I rented Machine Gun Preacher last night and was left with a disquieting question. (disclaimer: this movie is rated R for violence and language) Am I doing enough for God? Now, as a life-long believer, I know that is such a terrible question to ask. The Christian walk is not about doing…it is about a relationship with Jesus. But is my relationship deep enough to where I am actively pursuing His work around me?
If God is all about His mission in this world – to bring people into relationship with Him – then how am I participating in that mission?
My answer is lamentable. Not much. Yes, I am a preacher’s wife, but what have I been doing other than going to church every Sunday, sing in the Praise Team, help out occasionally in children’s class, and support my husband? Nothing. I quit having people in my home because I live so far away from church. I don’t visit others now that I work full time. I haven’t organized anything because, well, I work and am tired.
As for bringing people into relationship with Jesus? Nope.
In the movie Machine Gun Preacher, the main character, Sam, went on a mission trip to Uganda to work on constructing buildings for the people there. When he went to Sudan and saw that mass of orphans there, he was moved to help. He saw the need in front of him and he acted upon it.

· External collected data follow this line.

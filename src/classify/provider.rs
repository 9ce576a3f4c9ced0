use async_trait::async_trait;
use log::debug;
use reqwest::Client;
use serde_json::{json, Value};
use std::time::Duration;
use thiserror::Error;

use crate::config::AiConfig;
use crate::throttle::RetryableError;

#[derive(Debug, Error, Clone)]
pub enum ClassifyError {
    #[error("AI request failed: {0}")]
    Http(String),

    #[error("AI service rate limited: {message}")]
    RateLimited {
        message: String,
        retry_after: Option<Duration>,
    },

    #[error("AI response unusable: {0}")]
    BadResponse(String),
}

impl RetryableError for ClassifyError {
    fn is_rate_limit(&self) -> bool {
        matches!(self, ClassifyError::RateLimited { .. })
    }

    fn retry_after(&self) -> Option<Duration> {
        match self {
            ClassifyError::RateLimited { retry_after, .. } => *retry_after,
            _ => None,
        }
    }
}

impl From<reqwest::Error> for ClassifyError {
    fn from(err: reqwest::Error) -> Self {
        ClassifyError::Http(err.to_string())
    }
}

/// Seam to the external generative text service. One call, one completion
/// string back; retry and throttling live above this trait.
#[async_trait]
pub trait CompletionProvider: Send + Sync {
    async fn complete(&self, system: &str, user: &str) -> Result<String, ClassifyError>;
}

/// Chat-completions provider for OpenAI-compatible endpoints.
pub struct OpenAiProvider {
    client: Client,
    api_url: String,
    api_key: String,
    model: String,
    max_tokens: usize,
}

impl OpenAiProvider {
    pub fn new(config: &AiConfig) -> Self {
        Self {
            client: Client::new(),
            api_url: config.api_url.clone(),
            api_key: config.api_key.clone(),
            model: config.model.clone(),
            max_tokens: config.max_tokens,
        }
    }
}

#[async_trait]
impl CompletionProvider for OpenAiProvider {
    async fn complete(&self, system: &str, user: &str) -> Result<String, ClassifyError> {
        let body = json!({
            "model": self.model,
            "messages": [
                { "role": "system", "content": system },
                { "role": "user", "content": user },
            ],
            "max_tokens": self.max_tokens,
            "temperature": 0,
        });

        debug!("AI request: model={}", self.model);

        let response = self
            .client
            .post(&self.api_url)
            .header("Authorization", format!("Bearer {}", self.api_key))
            .json(&body)
            .send()
            .await?;

        let status = response.status();
        if status == reqwest::StatusCode::TOO_MANY_REQUESTS {
            let retry_after = response
                .headers()
                .get(reqwest::header::RETRY_AFTER)
                .and_then(|v| v.to_str().ok())
                .and_then(|v| v.parse::<u64>().ok())
                .map(Duration::from_secs);
            let message = response.text().await.unwrap_or_default();
            return Err(ClassifyError::RateLimited {
                message,
                retry_after,
            });
        }
        if !status.is_success() {
            let error_text = response.text().await.unwrap_or_default();
            return Err(ClassifyError::Http(format!(
                "AI API error {}: {}",
                status, error_text
            )));
        }

        let raw: Value = response.json().await?;
        raw["choices"][0]["message"]["content"]
            .as_str()
            .map(|s| s.to_string())
            .ok_or_else(|| ClassifyError::BadResponse("No content in AI response".to_string()))
    }
}
// Copyright (c) 2025 TexasFortress.AI
// This Source Code Form is subject to the terms of the Mozilla Public
// License, v. 2.0. If a copy of the MPL was not distributed with this
// file, You can obtain one at http://mozilla.org/MPL/2.0/.

//! Scheduled Reconciliation
//!
//! Three independently timed jobs that re-scan the index for items the live
//! pipeline missed: never classified, classified with low confidence, or
//! missing a summary. At most one job of any kind runs at a time; the busy
//! flag is an atomic acquired with compare_exchange and released by a drop
//! guard, so a panicking job cannot wedge the scheduler.

use log::{error, info, warn};
use std::sync::atomic::{AtomicBool, Ordering};
use std::sync::Arc;
use std::time::Duration;
use tokio::sync::watch;
use tokio::time::sleep;

use crate::classify::ClassificationPipeline;
use crate::index::{EmailIndex, SearchFilters};
use crate::models::{Email, UNCATEGORIZED};

const UNCATEGORIZED_EVERY: Duration = Duration::from_secs(30 * 60);
const LOW_CONFIDENCE_EVERY: Duration = Duration::from_secs(60 * 60);
const SUMMARY_EVERY: Duration = Duration::from_secs(120 * 60);

const UNCATEGORIZED_BATCH: usize = 50;
const LOW_CONFIDENCE_BATCH: usize = 30;
const SUMMARY_BATCH: usize = 50;

const LOW_CONFIDENCE_THRESHOLD: f64 = 0.5;

/// What a single job invocation did.
#[derive(Debug, Clone, Copy, PartialEq, Eq)]
pub enum JobOutcome {
    /// Another reconciliation job held the busy flag.
    Skipped,
    Completed { processed: usize },
}

struct BusyGuard(Arc<AtomicBool>);

impl BusyGuard {
    fn try_acquire(flag: &Arc<AtomicBool>) -> Option<Self> {
        flag.compare_exchange(false, true, Ordering::AcqRel, Ordering::Acquire)
            .ok()
            .map(|_| Self(flag.clone()))
    }
}

impl Drop for BusyGuard {
    fn drop(&mut self) {
        self.0.store(false, Ordering::Release);
    }
}

pub struct Reconciler {
    index: Arc<dyn EmailIndex>,
    classifier: Arc<ClassificationPipeline>,
    busy: Arc<AtomicBool>,
    /// Delay between items within one job run.
    pacing: Duration,
}

impl Reconciler {
    pub fn new(index: Arc<dyn EmailIndex>, classifier: Arc<ClassificationPipeline>) -> Self {
        Self {
            index,
            classifier,
            busy: Arc::new(AtomicBool::new(false)),
            pacing: Duration::from_secs(1),
        }
    }

    #[cfg(test)]
    fn with_pacing(mut self, pacing: Duration) -> Self {
        self.pacing = pacing;
        self
    }

    async fn fetch_page(&self, filters: SearchFilters) -> Vec<Email> {
        match self.index.search("", &filters).await {
            Ok(emails) => emails,
            Err(e) => {
                error!("Reconciliation scan failed: {}", e);
                Vec::new()
            }
        }
    }

    /// Reclassifies documents that were never classified at all.
    pub async fn run_uncategorized(&self) -> JobOutcome {
        let _guard = match BusyGuard::try_acquire(&self.busy) {
            Some(guard) => guard,
            None => {
                info!("Reconciliation busy; skipping uncategorized scan");
                return JobOutcome::Skipped;
            }
        };

        let emails = self
            .fetch_page(SearchFilters {
                category: Some(UNCATEGORIZED.to_string()),
                limit: Some(UNCATEGORIZED_BATCH),
                ..Default::default()
            })
            .await;
        info!("Uncategorized scan: {} candidates", emails.len());

        let mut processed = 0;
        for email in &emails {
            let result = self.classifier.classify(email).await;
            match self.index.update_classification(&email.id, &result).await {
                Ok(()) => processed += 1,
                Err(e) => warn!("Reclassification update failed for {}: {}", email.id, e),
            }
            sleep(self.pacing).await;
        }
        JobOutcome::Completed { processed }
    }

    /// Reclassifies documents whose confidence came out below 0.5. The
    /// predicate lives in the index query, so a weak document is picked up
    /// no matter how deep it sits in the date ordering.
    pub async fn run_low_confidence(&self) -> JobOutcome {
        let _guard = match BusyGuard::try_acquire(&self.busy) {
            Some(guard) => guard,
            None => {
                info!("Reconciliation busy; skipping low-confidence scan");
                return JobOutcome::Skipped;
            }
        };

        let candidates = self
            .fetch_page(SearchFilters {
                below_confidence: Some(LOW_CONFIDENCE_THRESHOLD),
                limit: Some(LOW_CONFIDENCE_BATCH),
                ..Default::default()
            })
            .await;
        info!("Low-confidence scan: {} candidates", candidates.len());

        let mut processed = 0;
        for email in &candidates {
            let result = self.classifier.classify(email).await;
            match self.index.update_classification(&email.id, &result).await {
                Ok(()) => processed += 1,
                Err(e) => warn!("Reclassification update failed for {}: {}", email.id, e),
            }
            sleep(self.pacing).await;
        }
        JobOutcome::Completed { processed }
    }

    /// Generates summaries for documents that have none.
    pub async fn run_missing_summaries(&self) -> JobOutcome {
        let _guard = match BusyGuard::try_acquire(&self.busy) {
            Some(guard) => guard,
            None => {
                info!("Reconciliation busy; skipping summary scan");
                return JobOutcome::Skipped;
            }
        };

        let candidates = self
            .fetch_page(SearchFilters {
                has_summary: Some(false),
                limit: Some(SUMMARY_BATCH),
                ..Default::default()
            })
            .await;
        info!("Summary scan: {} candidates", candidates.len());

        let mut processed = 0;
        for email in &candidates {
            let summary = self.classifier.summarize(email).await;
            match self.index.update_summary(&email.id, &summary).await {
                Ok(()) => processed += 1,
                Err(e) => warn!("Summary update failed for {}: {}", email.id, e),
            }
            sleep(self.pacing).await;
        }
        JobOutcome::Completed { processed }
    }

    /// Spawns the three timers. Each waits out its full period before the
    /// first run; the live pipeline covers freshly ingested messages.
    pub fn spawn(self: Arc<Self>, shutdown: watch::Receiver<bool>) {
        self.clone()
            .spawn_job("uncategorized", UNCATEGORIZED_EVERY, shutdown.clone(), |r| {
                Box::pin(async move { r.run_uncategorized().await })
            });
        self.clone()
            .spawn_job("low-confidence", LOW_CONFIDENCE_EVERY, shutdown.clone(), |r| {
                Box::pin(async move { r.run_low_confidence().await })
            });
        self.spawn_job("summaries", SUMMARY_EVERY, shutdown, |r| {
            Box::pin(async move { r.run_missing_summaries().await })
        });
    }

    fn spawn_job<F>(
        self: Arc<Self>,
        name: &'static str,
        every: Duration,
        mut shutdown: watch::Receiver<bool>,
        job: F,
    ) where
        F: Fn(
                Arc<Reconciler>,
            ) -> std::pin::Pin<Box<dyn std::future::Future<Output = JobOutcome> + Send>>
            + Send
            + 'static,
    {
        tokio::spawn(async move {
            let mut ticker = tokio::time::interval(every);
            ticker.set_missed_tick_behavior(tokio::time::MissedTickBehavior::Delay);
            // interval fires immediately; skip that first tick.
            ticker.tick().await;
            loop {
                tokio::select! {
                    _ = shutdown.changed() => {
                        info!("Reconciliation job {} shutting down", name);
                        break;
                    }
                    _ = ticker.tick() => {
                        let outcome = job(self.clone()).await;
                        info!("Reconciliation job {} finished: {:?}", name, outcome);
                    }
                }
            }
        });
    }
}

#[cfg(test)]
mod tests {
    use super::*;
    use crate::classify::{ClassifyError, CompletionProvider};
    use crate::index::MemoryIndex;
    use crate::models::Category;
    use crate::throttle::RateWindow;
    use async_trait::async_trait;
    use chrono::Utc;

    struct FixedProvider(String);

    #[async_trait]
    impl CompletionProvider for FixedProvider {
        async fn complete(&self, _system: &str, _user: &str) -> Result<String, ClassifyError> {
            Ok(self.0.clone())
        }
    }

    fn classifier() -> Arc<ClassificationPipeline> {
        Arc::new(ClassificationPipeline::new(
            Arc::new(FixedProvider(
                r#"{"category": "Not Interested", "confidence": 0.9, "reasoning": []}"#.into(),
            )),
            Arc::new(RateWindow::new(100_000, Duration::from_secs(60))),
        ))
    }

    fn email(id: &str, category: Option<Category>, confidence: Option<f32>) -> Email {
        Email {
            id: id.into(),
            account_id: "account1".into(),
            message_id: format!("<{}@x>", id),
            subject: "s".into(),
            from: "f@x".into(),
            to: "t@x".into(),
            date: Utc::now(),
            body: "b".into(),
            folder: "INBOX".into(),
            thread_id: None,
            ai_category: category,
            ai_confidence: confidence,
            ai_reasoning: None,
            summary: None,
        }
    }

    fn reconciler(index: Arc<MemoryIndex>) -> Reconciler {
        Reconciler::new(index, classifier()).with_pacing(Duration::ZERO)
    }

    #[tokio::test]
    async fn busy_flag_makes_overlapping_jobs_exit_immediately() {
        let index = Arc::new(MemoryIndex::new());
        index
            .upsert(&email("a-1-x", None, None))
            .await
            .unwrap();
        let r = reconciler(index.clone());

        r.busy.store(true, Ordering::Release);
        assert_eq!(r.run_uncategorized().await, JobOutcome::Skipped);
        assert_eq!(r.run_low_confidence().await, JobOutcome::Skipped);
        assert_eq!(r.run_missing_summaries().await, JobOutcome::Skipped);
        // Nothing was touched.
        assert_eq!(index.get("a-1-x").await.unwrap().unwrap().ai_category, None);

        r.busy.store(false, Ordering::Release);
        assert_eq!(
            r.run_uncategorized().await,
            JobOutcome::Completed { processed: 1 }
        );
    }

    #[tokio::test]
    async fn busy_flag_clears_after_each_run() {
        let index = Arc::new(MemoryIndex::new());
        let r = reconciler(index);
        assert_eq!(r.run_uncategorized().await, JobOutcome::Completed { processed: 0 });
        assert!(!r.busy.load(Ordering::Acquire));
        assert_eq!(r.run_low_confidence().await, JobOutcome::Completed { processed: 0 });
        assert!(!r.busy.load(Ordering::Acquire));
    }

    #[tokio::test]
    async fn uncategorized_job_respects_the_batch_cap() {
        let index = Arc::new(MemoryIndex::new());
        for n in 0..60 {
            index
                .upsert(&email(&format!("a-{}-x", n), None, None))
                .await
                .unwrap();
        }
        let r = reconciler(index.clone());
        let outcome = r.run_uncategorized().await;
        assert_eq!(outcome, JobOutcome::Completed { processed: 50 });
    }

    #[tokio::test]
    async fn low_confidence_job_targets_only_weak_classifications() {
        let index = Arc::new(MemoryIndex::new());
        index
            .upsert(&email("weak", Some(Category::Spam), Some(0.2)))
            .await
            .unwrap();
        index
            .upsert(&email("strong", Some(Category::Interested), Some(0.9)))
            .await
            .unwrap();
        index.upsert(&email("unclassified", None, None)).await.unwrap();

        let r = reconciler(index.clone());
        let outcome = r.run_low_confidence().await;
        assert_eq!(outcome, JobOutcome::Completed { processed: 1 });

        let weak = index.get("weak").await.unwrap().unwrap();
        assert_eq!(weak.ai_category, Some(Category::NotInterested));
        let strong = index.get("strong").await.unwrap().unwrap();
        assert_eq!(strong.ai_confidence, Some(0.9));
    }

    #[tokio::test]
    async fn low_confidence_job_reaches_weak_documents_behind_newer_ones() {
        let index = Arc::new(MemoryIndex::new());
        // One old weak document buried behind a crowd of newer strong ones.
        let mut weak = email("weak-old", Some(Category::Spam), Some(0.1));
        weak.date = Utc::now() - chrono::Duration::days(90);
        index.upsert(&weak).await.unwrap();
        for n in 0..40 {
            index
                .upsert(&email(
                    &format!("strong-{}", n),
                    Some(Category::Interested),
                    Some(0.9),
                ))
                .await
                .unwrap();
        }

        let r = reconciler(index.clone());
        let outcome = r.run_low_confidence().await;
        assert_eq!(outcome, JobOutcome::Completed { processed: 1 });

        let weak = index.get("weak-old").await.unwrap().unwrap();
        assert_eq!(weak.ai_category, Some(Category::NotInterested));
        assert_eq!(weak.ai_confidence, Some(0.9));
    }

    #[tokio::test]
    async fn summary_job_fills_only_missing_summaries() {
        let index = Arc::new(MemoryIndex::new());
        let mut with_summary = email("done", Some(Category::Interested), Some(0.8));
        with_summary.summary = Some("already summarized".into());
        index.upsert(&with_summary).await.unwrap();
        index
            .upsert(&email("todo", Some(Category::Spam), Some(0.7)))
            .await
            .unwrap();

        let r = reconciler(index.clone());
        let outcome = r.run_missing_summaries().await;
        assert_eq!(outcome, JobOutcome::Completed { processed: 1 });

        let done = index.get("done").await.unwrap().unwrap();
        assert_eq!(done.summary.as_deref(), Some("already summarized"));
        let todo = index.get("todo").await.unwrap().unwrap();
        assert!(todo.summary.is_some());
    }
}
//! In-memory `EmailIndex` used by the test suites and for running the
//! pipeline without a search store attached.

use async_trait::async_trait;
use std::collections::HashMap;
use std::sync::atomic::{AtomicBool, Ordering};
use tokio::sync::RwLock;

use crate::index::{EmailIndex, IndexError, SearchFilters};
use crate::models::{ClassificationResult, Email, UNCATEGORIZED};

#[derive(Default)]
pub struct MemoryIndex {
    docs: RwLock<HashMap<String, Email>>,
    disconnected: AtomicBool,
}

impl MemoryIndex {
    pub fn new() -> Self {
        Self::default()
    }

    /// Simulates an unreachable store; operations degrade to no-ops the same
    /// way the REST-backed projector does.
    pub fn set_disconnected(&self, disconnected: bool) {
        self.disconnected.store(disconnected, Ordering::Release);
    }

    pub async fn len(&self) -> usize {
        self.docs.read().await.len()
    }

    pub async fn is_empty(&self) -> bool {
        self.docs.read().await.is_empty()
    }
}

fn category_value(email: &Email) -> String {
    email
        .ai_category
        .map(|c| c.as_str().to_string())
        .unwrap_or_else(|| UNCATEGORIZED.to_string())
}

fn matches(email: &Email, query: &str, filters: &SearchFilters) -> bool {
    let q = query.trim().to_lowercase();
    if !q.is_empty()
        && !email.subject.to_lowercase().contains(&q)
        && !email.body.to_lowercase().contains(&q)
    {
        return false;
    }
    if let Some(folder) = &filters.folder {
        if &email.folder != folder {
            return false;
        }
    }
    if let Some(account_id) = &filters.account_id {
        if &email.account_id != account_id {
            return false;
        }
    }
    if let Some(category) = &filters.category {
        if &category_value(email) != category {
            return false;
        }
    }
    if let Some(from) = filters.date_from {
        if email.date < from {
            return false;
        }
    }
    if let Some(to) = filters.date_to {
        if email.date > to {
            return false;
        }
    }
    if let Some(min) = filters.min_confidence {
        match email.ai_confidence {
            Some(c) if f64::from(c) >= min => {}
            _ => return false,
        }
    }
    if let Some(below) = filters.below_confidence {
        match email.ai_confidence {
            Some(c) if f64::from(c) < below => {}
            _ => return false,
        }
    }
    if let Some(has_thread) = filters.has_thread {
        if email.thread_id.is_some() != has_thread {
            return false;
        }
    }
    if let Some(has_summary) = filters.has_summary {
        let present = email.summary.as_deref().map_or(false, |s| !s.trim().is_empty());
        if present != has_summary {
            return false;
        }
    }
    true
}

#[async_trait]
impl EmailIndex for MemoryIndex {
    fn is_connected(&self) -> bool {
        !self.disconnected.load(Ordering::Acquire)
    }

    async fn ensure_index(&self) -> Result<(), IndexError> {
        Ok(())
    }

    async fn upsert(&self, email: &Email) -> Result<(), IndexError> {
        if !self.is_connected() {
            return Ok(());
        }
        self.docs
            .write()
            .await
            .insert(email.id.clone(), email.clone());
        Ok(())
    }

    async fn update_classification(
        &self,
        id: &str,
        result: &ClassificationResult,
    ) -> Result<(), IndexError> {
        if !self.is_connected() {
            return Ok(());
        }
        if let Some(email) = self.docs.write().await.get_mut(id) {
            email.apply_classification(result);
        }
        Ok(())
    }

    async fn update_summary(&self, id: &str, summary: &str) -> Result<(), IndexError> {
        if !self.is_connected() {
            return Ok(());
        }
        if let Some(email) = self.docs.write().await.get_mut(id) {
            email.summary = Some(summary.to_string());
        }
        Ok(())
    }

    async fn get(&self, id: &str) -> Result<Option<Email>, IndexError> {
        if !self.is_connected() {
            return Ok(None);
        }
        Ok(self.docs.read().await.get(id).cloned())
    }

    async fn search(
        &self,
        query: &str,
        filters: &SearchFilters,
    ) -> Result<Vec<Email>, IndexError> {
        if !self.is_connected() {
            return Ok(Vec::new());
        }
        let docs = self.docs.read().await;
        let mut hits: Vec<Email> = docs
            .values()
            .filter(|e| matches(e, query, filters))
            .cloned()
            .collect();
        hits.sort_by(|a, b| b.date.cmp(&a.date));
        if let Some(limit) = filters.limit {
            hits.truncate(limit);
        }
        Ok(hits)
    }
}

So often my eyes are clouded by all the stuff in life that keeps me busy…to the point that I forget that my life should revolve around Jesus. I want to see clearly. I want to see where God is working and join Him in His work.
Not that I have to be doing something big or great, but I want to be His hands, His mouth, His embrace wherever needed. I want others to experience Jesus when they are around me. I want them to taste and see that He is good.
Am I doing enough? Probably not. But I do have Jesus in my heart and He will work His will in me if I let Him.
Have an awesome weekend!
p.s. I lost 1 pound last night at weigh in!!! Finally! I’ve either stayed the same or gained a little the past month…grrrr.